**Work order**
Copy out each line of the listing that has the word "Display" in it.

◆ ◆ ◆ ◆ ◆

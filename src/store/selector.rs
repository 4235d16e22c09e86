use std::fmt;
use std::str::FromStr;

use regex::Regex;
use thiserror::Error;

use crate::descriptor::MetaPackageDescriptor;

#[derive(Debug, Error)]
pub enum SelectorError {
    #[error("missing meta-package name in `{0}`, expected META_PACKAGE[.PACKAGE_REGEX]")]
    MissingMetaPackage(String),

    #[error("invalid package regex `{pattern}`: {source}")]
    InvalidRegex {
        pattern: String,
        #[source]
        source: regex::Error,
    },
}

/// A `META_PACKAGE[.PACKAGE_REGEX]` argument.
#[derive(Debug, Clone, PartialEq, Eq)]
pub struct PackageSelector {
    pub meta_package: String,
    pub package_regex: Option<String>,
}

impl PackageSelector {
    /// Splits on the first `.`, so the regex itself may contain dots.
    pub fn parse(arg: &str) -> Result<Self, SelectorError> {
        let (meta_package, package_regex) = match arg.split_once('.') {
            Some((meta_package, regex)) => (meta_package, Some(regex.to_owned())),
            None => (arg, None),
        };

        if meta_package.is_empty() {
            return Err(SelectorError::MissingMetaPackage(arg.to_owned()));
        }

        Ok(Self {
            meta_package: meta_package.to_owned(),
            package_regex,
        })
    }

    /// Package names of `descriptor` matched by the regex, in document order. The regex must
    /// match at the start of a name; without one every package is selected.
    pub fn select<'d>(
        &self,
        descriptor: &'d MetaPackageDescriptor,
    ) -> Result<Vec<&'d str>, SelectorError> {
        let Some(pattern) = &self.package_regex else {
            return Ok(descriptor.package_names().collect());
        };

        let regex =
            Regex::new(&format!("^(?:{pattern})")).map_err(|source| SelectorError::InvalidRegex {
                pattern: pattern.clone(),
                source,
            })?;

        Ok(descriptor
            .package_names()
            .filter(|name| regex.is_match(name))
            .collect())
    }
}

impl FromStr for PackageSelector {
    type Err = SelectorError;

    fn from_str(s: &str) -> Result<Self, Self::Err> {
        Self::parse(s)
    }
}

impl fmt::Display for PackageSelector {
    fn fmt(&self, f: &mut fmt::Formatter<'_>) -> fmt::Result {
        match &self.package_regex {
            Some(regex) => write!(f, "{}.{regex}", self.meta_package),
            None => f.write_str(&self.meta_package),
        }
    }
}
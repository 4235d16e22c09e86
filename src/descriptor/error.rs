use std::fmt;

use serde::Serialize;
use serde_json::Value;
use thiserror::Error;

use super::format::TomlScalar;
use super::{Format, InstancePath, JsonType, SchemaError};

const MAX_SHOWN_STRING: usize = 40;

#[derive(Debug, Error)]
pub enum DescriptorError {
    /// The input is not valid in its source serialization.
    #[error("invalid {format} document: {message}")]
    Parse { format: Format, message: String },

    /// The schema driving validation is unusable.
    #[error(transparent)]
    Schema(#[from] SchemaError),

    /// The input parsed but broke one or more schema constraints.
    #[error("found {} schema violation(s)", .0.len())]
    Violations(Vec<Violation>),

    /// The input satisfied a custom schema but cannot be read as a meta-package.
    #[error("document satisfies the schema but is not a meta-package descriptor: {0}")]
    Incompatible(String),

    #[error("failed to serialize descriptor: {0}")]
    Serialize(String),
}

impl DescriptorError {
    pub fn violations(&self) -> &[Violation] {
        match self {
            DescriptorError::Violations(violations) => violations,
            _ => &[],
        }
    }
}

#[derive(Debug, Clone, PartialEq)]
pub enum ViolationKind {
    WrongType {
        expected: Vec<JsonType>,
        actual: Value,
    },
    MissingField {
        field: String,
    },
    UnknownField {
        field: String,
        actual: Value,
    },
    Forbidden {
        actual: Value,
    },
}

/// A single broken constraint, located by the path of the offending node.
#[derive(Debug, Clone, PartialEq)]
pub struct Violation {
    pub path: InstancePath,
    pub kind: ViolationKind,
}

impl Violation {
    pub fn expected(&self) -> String {
        match &self.kind {
            ViolationKind::WrongType { expected, .. } => expected
                .iter()
                .map(ToString::to_string)
                .collect::<Vec<_>>()
                .join(" or "),
            ViolationKind::MissingField { field } => format!("required field `{field}`"),
            ViolationKind::UnknownField { .. } => "no such field".to_owned(),
            ViolationKind::Forbidden { .. } => "no value".to_owned(),
        }
    }

    pub fn actual(&self) -> String {
        match &self.kind {
            ViolationKind::WrongType { actual, .. }
            | ViolationKind::UnknownField { actual, .. }
            | ViolationKind::Forbidden { actual } => describe_value(actual),
            ViolationKind::MissingField { .. } => "nothing".to_owned(),
        }
    }

    /// Names the field a missing/unknown field violation is about.
    pub fn field(&self) -> Option<&str> {
        match &self.kind {
            ViolationKind::MissingField { field } | ViolationKind::UnknownField { field, .. } => {
                Some(field)
            }
            _ => None,
        }
    }

    pub fn report(&self) -> ViolationReport {
        ViolationReport {
            path: self.path.to_string(),
            pointer: self.path.to_json_pointer(),
            kind: match self.kind {
                ViolationKind::WrongType { .. } => "wrong_type",
                ViolationKind::MissingField { .. } => "missing_field",
                ViolationKind::UnknownField { .. } => "unknown_field",
                ViolationKind::Forbidden { .. } => "forbidden",
            },
            field: self.field().map(str::to_owned),
            expected: self.expected(),
            actual: self.actual(),
            message: self.to_string(),
        }
    }
}

impl fmt::Display for Violation {
    fn fmt(&self, f: &mut fmt::Formatter<'_>) -> fmt::Result {
        match &self.kind {
            ViolationKind::WrongType { .. } => write!(
                f,
                "{}: expected {}, found {}",
                self.path,
                self.expected(),
                self.actual()
            ),
            ViolationKind::MissingField { field } => {
                write!(f, "{}: missing required field `{field}`", self.path)
            }
            ViolationKind::UnknownField { .. } => {
                write!(f, "{}: unrecognized field, found {}", self.path, self.actual())
            }
            ViolationKind::Forbidden { .. } => {
                write!(f, "{}: no value allowed here, found {}", self.path, self.actual())
            }
        }
    }
}

/// Flat, serializable form of a [`Violation`] for machine-readable output.
#[derive(Debug, Clone, PartialEq, Eq, Serialize)]
pub struct ViolationReport {
    pub path: String,
    pub pointer: String,
    pub kind: &'static str,
    #[serde(skip_serializing_if = "Option::is_none")]
    pub field: Option<String>,
    pub expected: String,
    pub actual: String,
    pub message: String,
}

fn describe_value(value: &Value) -> String {
    match TomlScalar::of(value) {
        Some(TomlScalar::Datetime(text)) => return format!("datetime {text}"),
        Some(TomlScalar::NonFinite(text)) => return format!("number {text}"),
        None => {}
    }
    match value {
        Value::Null => "null".to_owned(),
        Value::Bool(b) => format!("boolean {b}"),
        Value::Number(n) => format!("number {n}"),
        Value::String(s) if s.chars().count() > MAX_SHOWN_STRING => {
            let shown: String = s.chars().take(MAX_SHOWN_STRING).collect();
            format!("string \"{shown}…\"")
        }
        Value::String(s) => format!("string {s:?}"),
        Value::Array(items) => format!("array of {} item(s)", items.len()),
        Value::Object(map) => format!("object with {} field(s)", map.len()),
    }
}
use std::fs::OpenOptions;
use std::io::IsTerminal;
use std::path::Path;
use std::sync::LazyLock;

use tracing::level_filters::LevelFilter;
use tracing_error::ErrorLayer;
use tracing_subscriber::{fmt, prelude::*, EnvFilter};

use crate::config;

static LOG_ENV: LazyLock<String> =
    LazyLock::new(|| format!("{}_LOGLEVEL", &*config::PROJECT_NAME));
static LOG_FILE: LazyLock<String> = LazyLock::new(|| format!("{}.log", env!("CARGO_PKG_NAME")));

/// Maps `-v` occurrences to the level shown on stderr.
fn stderr_level(verbosity: u8) -> LevelFilter {
    match verbosity {
        0 => LevelFilter::WARN,
        1 => LevelFilter::INFO,
        _ => LevelFilter::DEBUG,
    }
}

pub fn init(verbosity: u8, data_dir: &Path) -> color_eyre::Result<()> {
    std::fs::create_dir_all(data_dir)?;
    let log_path = data_dir.join(&*LOG_FILE);
    let log_file = OpenOptions::new()
        .create(true)
        .append(true)
        .open(log_path)?;
    let env_filter = EnvFilter::builder().with_default_directive(tracing::Level::INFO.into());
    // `RUST_LOG` wins over `MCM_LOGLEVEL`; a malformed `MCM_LOGLEVEL` is an error.
    let env_filter = env_filter
        .try_from_env()
        .or_else(|_| env_filter.with_env_var(&*LOG_ENV).from_env())?;
    let file_subscriber = fmt::layer()
        .with_file(true)
        .with_line_number(true)
        .with_writer(log_file)
        .with_target(false)
        .with_ansi(false)
        .with_filter(env_filter);
    let stderr_subscriber = fmt::layer()
        .without_time()
        .with_target(false)
        .with_writer(std::io::stderr)
        .with_ansi(std::io::stderr().is_terminal())
        .with_filter(stderr_level(verbosity));
    tracing_subscriber::registry()
        .with(file_subscriber)
        .with(stderr_subscriber)
        .with(ErrorLayer::default())
        .try_init()?;
    Ok(())
}

#[cfg(test)]
mod tests {
    use super::*;
    use pretty_assertions::assert_eq;

    #[test]
    fn test_stderr_level_follows_verbosity() {
        assert_eq!(stderr_level(0), LevelFilter::WARN);
        assert_eq!(stderr_level(1), LevelFilter::INFO);
        assert_eq!(stderr_level(2), LevelFilter::DEBUG);
        assert_eq!(stderr_level(7), LevelFilter::DEBUG);
    }
}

◆ ◆ ◆ ◆ ◆

**Result for this exercise**
impl fmt::Display for PackageSelector {
impl fmt::Display for Violation {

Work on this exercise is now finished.